- Jun 10, 2025
Discover Your Dream Job: How to Find and Evolve Your Ideal Career
- Sara Satterthwaite
- Life Fulfilment
- 0 comments
Let’s redefine the dream job. It’s not the one perfect job you stick with forever.
Your dream job is the best job you can imagine for yourself RIGHT NOW.
It’s impossible to know your dream career for your entire life from the start. For several reasons:
Your career experiences different phases. You might focus on moves that bring in the most money or where you’re going to learn the most.
As you gain more skills and experience and get exposed to new ideas, what you can imagine for your dream job changes. Meeting my friend Sophie changed what amount of money I felt I could expect at that point in my career.
Your priorities change. The classic is the impact of having children. But it also could be travel or spending more time with your parents or simply wanting more time outside of work.
When I arrived back in New Zealand, the job I landed was the BEST role I could have dreamed of at that point. I loved my manager, I loved my team, I loved what I was doing everyday.
After two years in that role, as I learnt new skills, gained new experience and grew as a person, my vision for my dream job expanded.
What I knew was possible, and what I could imagine, had shifted with that growth.
I had new things I wanted to learn. I had a new combination of skills I wanted to be using everyday. I had a new appreciation of how I worked most effectively and what environment I needed to be in to support that.
I got a new job that reflected all of those things.
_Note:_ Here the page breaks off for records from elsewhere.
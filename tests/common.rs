#![allow(dead_code)]

use std::{
    path::Path,
    process::{Command, Output},
};

use serde_json::Value;

/// Runs the `pill-tabs` binary headless and parses its frame output.
pub struct TraceHarness {
    command: Command,
}

impl TraceHarness {
    pub fn new() -> Self {
        let mut command = Command::new(env!("CARGO_BIN_EXE_pill-tabs"));
        // Keep the user's real config out of the picture.
        command.env("XDG_CONFIG_HOME", std::env::temp_dir().join("pill-tabs-test-none"));
        command.env("HOME", std::env::temp_dir().join("pill-tabs-test-none"));
        Self { command }
    }

    pub fn config(mut self, path: &Path) -> Self {
        self.command.arg("--config").arg(path);
        self
    }

    pub fn delay_ms(mut self, delay: u64) -> Self {
        self.command.arg("--delay-ms").arg(delay.to_string());
        self
    }

    pub fn output(mut self, width: u16, presses: &[&str]) -> Output {
        self.command
            .arg("trace")
            .arg("--width")
            .arg(width.to_string());
        if !presses.is_empty() {
            self.command.arg("--press").arg(presses.join(","));
        }
        self.command.output().expect("Failed to spawn pill-tabs")
    }

    /// Run a trace and return one JSON value per frame.
    pub fn frames(self, width: u16, presses: &[&str]) -> Vec<Value> {
        let output = self.output(width, presses);
        assert!(
            output.status.success(),
            "trace failed: {}",
            String::from_utf8_lossy(&output.stderr)
        );

        String::from_utf8(output.stdout)
            .expect("stdout is not UTF-8")
            .lines()
            .map(|line| serde_json::from_str(line).expect("frame is not JSON"))
            .collect()
    }
}
//! Indicator motion: offset and width springs driven towards a geometry.

use std::time::Duration;

use serde::Serialize;

use super::{
    spring::{Spring, SpringConfig},
    Geometry,
};

/// Snapshot of the indicator motion.
#[derive(Debug, Clone, Copy, PartialEq, Serialize)]
pub struct MotionState {
    pub current_offset: f64,
    pub current_width: f64,
    pub target_offset: f64,
    pub target_width: f64,
    pub is_animating: bool,
}

#[derive(Debug, Clone)]
struct Axes {
    offset: Spring,
    width: Spring,
}

/// Owns the animatable indicator position.
///
/// Starts without a position; the first [`retarget`](Self::retarget) snaps
/// so the pill never sweeps in from the origin on first paint.
#[derive(Debug, Clone, Default)]
pub struct MotionController {
    axes: Option<Axes>,
    config: SpringConfig,
}

impl MotionController {
    #[must_use]
    pub const fn new(config: SpringConfig) -> Self {
        Self { axes: None, config }
    }

    /// Aim at `geometry`. Snaps when nothing is shown yet, otherwise
    /// redirects from wherever the indicator currently is.
    pub fn retarget(&mut self, geometry: Geometry) {
        match &mut self.axes {
            Some(axes) => {
                axes.offset.set_target(geometry.offset);
                axes.width.set_target(geometry.width);
            }
            None => {
                self.axes = Some(Axes {
                    offset: Spring::resting_at(geometry.offset),
                    width: Spring::resting_at(geometry.width),
                });
            }
        }
    }

    /// Advance one frame. Returns whether the indicator is still moving.
    pub fn tick(&mut self, dt: Duration) -> bool {
        let Some(axes) = &mut self.axes else {
            return false;
        };
        let offset_rest = axes.offset.advance(dt, self.config);
        let width_rest = axes.width.advance(dt, self.config);
        !(offset_rest && width_rest)
    }

    pub fn reset(&mut self) {
        self.axes = None;
    }

    #[must_use]
    pub fn is_animating(&self) -> bool {
        self.axes
            .as_ref()
            .is_some_and(|a| !(a.offset.is_at_rest() && a.width.is_at_rest()))
    }

    /// Whether the indicator has a position at all.
    #[must_use]
    pub const fn is_visible(&self) -> bool {
        self.axes.is_some()
    }

    /// Current visual footprint, if any.
    #[must_use]
    pub fn current(&self) -> Option<Geometry> {
        self.axes
            .as_ref()
            .map(|a| Geometry::new(a.offset.position(), a.width.position()))
    }

    #[must_use]
    pub fn target(&self) -> Option<Geometry> {
        self.axes
            .as_ref()
            .map(|a| Geometry::new(a.offset.target(), a.width.target()))
    }

    #[must_use]
    pub fn state(&self) -> Option<MotionState> {
        let axes = self.axes.as_ref()?;
        Some(MotionState {
            current_offset: axes.offset.position(),
            current_width: axes.width.position(),
            target_offset: axes.offset.target(),
            target_width: axes.width.target(),
            is_animating: self.is_animating(),
        })
    }
}
//! Interactive widget trait extending ratatui's `StatefulWidget`.

use ratatui::widgets::StatefulWidget;

/// Extension trait for `StatefulWidget` that adds state updates and event
/// handling.
///
/// # Example
///
/// ```ignore
/// impl InteractiveStatefulWidget for PillBar<'_> {
///     type Input = Vec<SelectorOption>;
///     type Event = KeyMouseEvent;
///
///     fn update_state(state: &mut Self::State, input: Self::Input) {
///         state.bar.set_options(input);
///     }
/// }
/// ```
pub trait InteractiveStatefulWidget: StatefulWidget {
    /// Input data type for updating state.
    type Input;
    /// Event type for handling (use `()` for non-interactive widgets).
    type Event;

    /// Update the widget's state with new input data.
    fn update_state(state: &mut Self::State, input: Self::Input);

    /// Handle an event. Returns true if the event was consumed.
    fn handle_event(_state: &mut Self::State, _event: Self::Event) -> bool {
        false
    }
}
Now a new job is not the only way you can step into the next level of your dream role. Promotions, secondments, special projects, changing teams, starting a side hustle, study or upskilling, going part time are all ways for your work to evolve.
Which brings us to our first benefit of knowing your dream job.
Stop Blindly Chasing More
When we don’t know what we want, we just keep going up because we don’t know what else to aim for.
That void of not knowing our vision gets filled by the societal default which is that we should want MORE.
The pay rises. The promotions. More responsibility. Bigger teams. Management roles.
What does more actually mean for you?
More time with your family.
More creativity.
More flexibility in your schedule.
More calm (which is to say less stress).
More time to read (which is to say you can want simple things).
More support at work.
More problem solving rather than reliving the same issues over and over.
More stability and clarity of what’s needed to succeed.
More focus time.
More collaboration with your colleagues.
Discovering your dream job means you know what opportunities to pursue and which one’s don’t align. You can stop pursuing more for the sake of it and pursue what you know will make you happy, fulfilled, satisfied.
Set Intentional Professional Goals
When you know what to pursue, you can align your professional development to your dream job.
How often do you sit down with your manager to set professional goals for the year or whatever professional development looks like at your company and have no idea what you want to focus on?
When you have no idea what you’re aiming for, it’s really hard to:
figure out what steps will help you get there,
identify what courses or trainings are going to be valuable,
ask for what you want and make a game plan with your manager on how to get there.
Those goal setting conversations become so arbitrary, coming up with SOMETHING to tick the box.
Discovering your dream job gives you direction to your professional development.
Know When It’s Time To Quit
When you know what your dream job looks like, you can easily see when your current role doesn’t line up anymore.
Quitting has so many negative connotations. It’s seen as failure and something to be avoided at all costs.
Quitting your job also means jumping into a job search, a process most people dislike and try to avoid.
We don’t want to quit. Which means we’re emotional about quitting, making it harder to evaluate the situation clearly. I know I’ve stayed at jobs a lot longer than I should have because of fear of failure and wanting to avoid a job search.
When you have your dream job defined, you’ve created criteria you can use to evaluate your current job, any job you apply for, any future job.
It gives you a framework for making the decision to quit.
The Universe Aligns With You
This one might feel more left field but stick with me because I’ve seen this happen so many times.
I worked with a client on reigniting passion in her career. Weeks into our time together she was approached for a secondment that allowed her to stay in the industry she loved while developing a whole new skillset. EXACTLY the kind of opportunity she wanted and it came to her!
I’ve seen this happen time and time again when clients get clear on their dream job.
It even happened to me.
When I was outgrowing the dream role mentioned earlier, I was aiming for a promotion thinking that would reinvigorate me. Instead a friend got in touch about an opportunity at his work, I went for coffee with the boss and got offered the job on the spot. That role gave me everything I was searching for in pursuing the promotion.
Call it manifestation or call it serendipity, when you get clear on what you want, the universe rearranges around your vision.
Your Dream Job Is a Guide, Not a Destination
When you take the time to discover your dream job, everything else becomes easier:
You pursue aligned growth
You make career decisions with confidence
You trust your own desires
This clarity creates momentum. And momentum creates opportunity.
Your dream job will change over time. That’s not a problem — it’s the point.
Keep evolving. Keep redefining success on your own terms.
If you were in your dream job, what is one thing that would be different to your current role?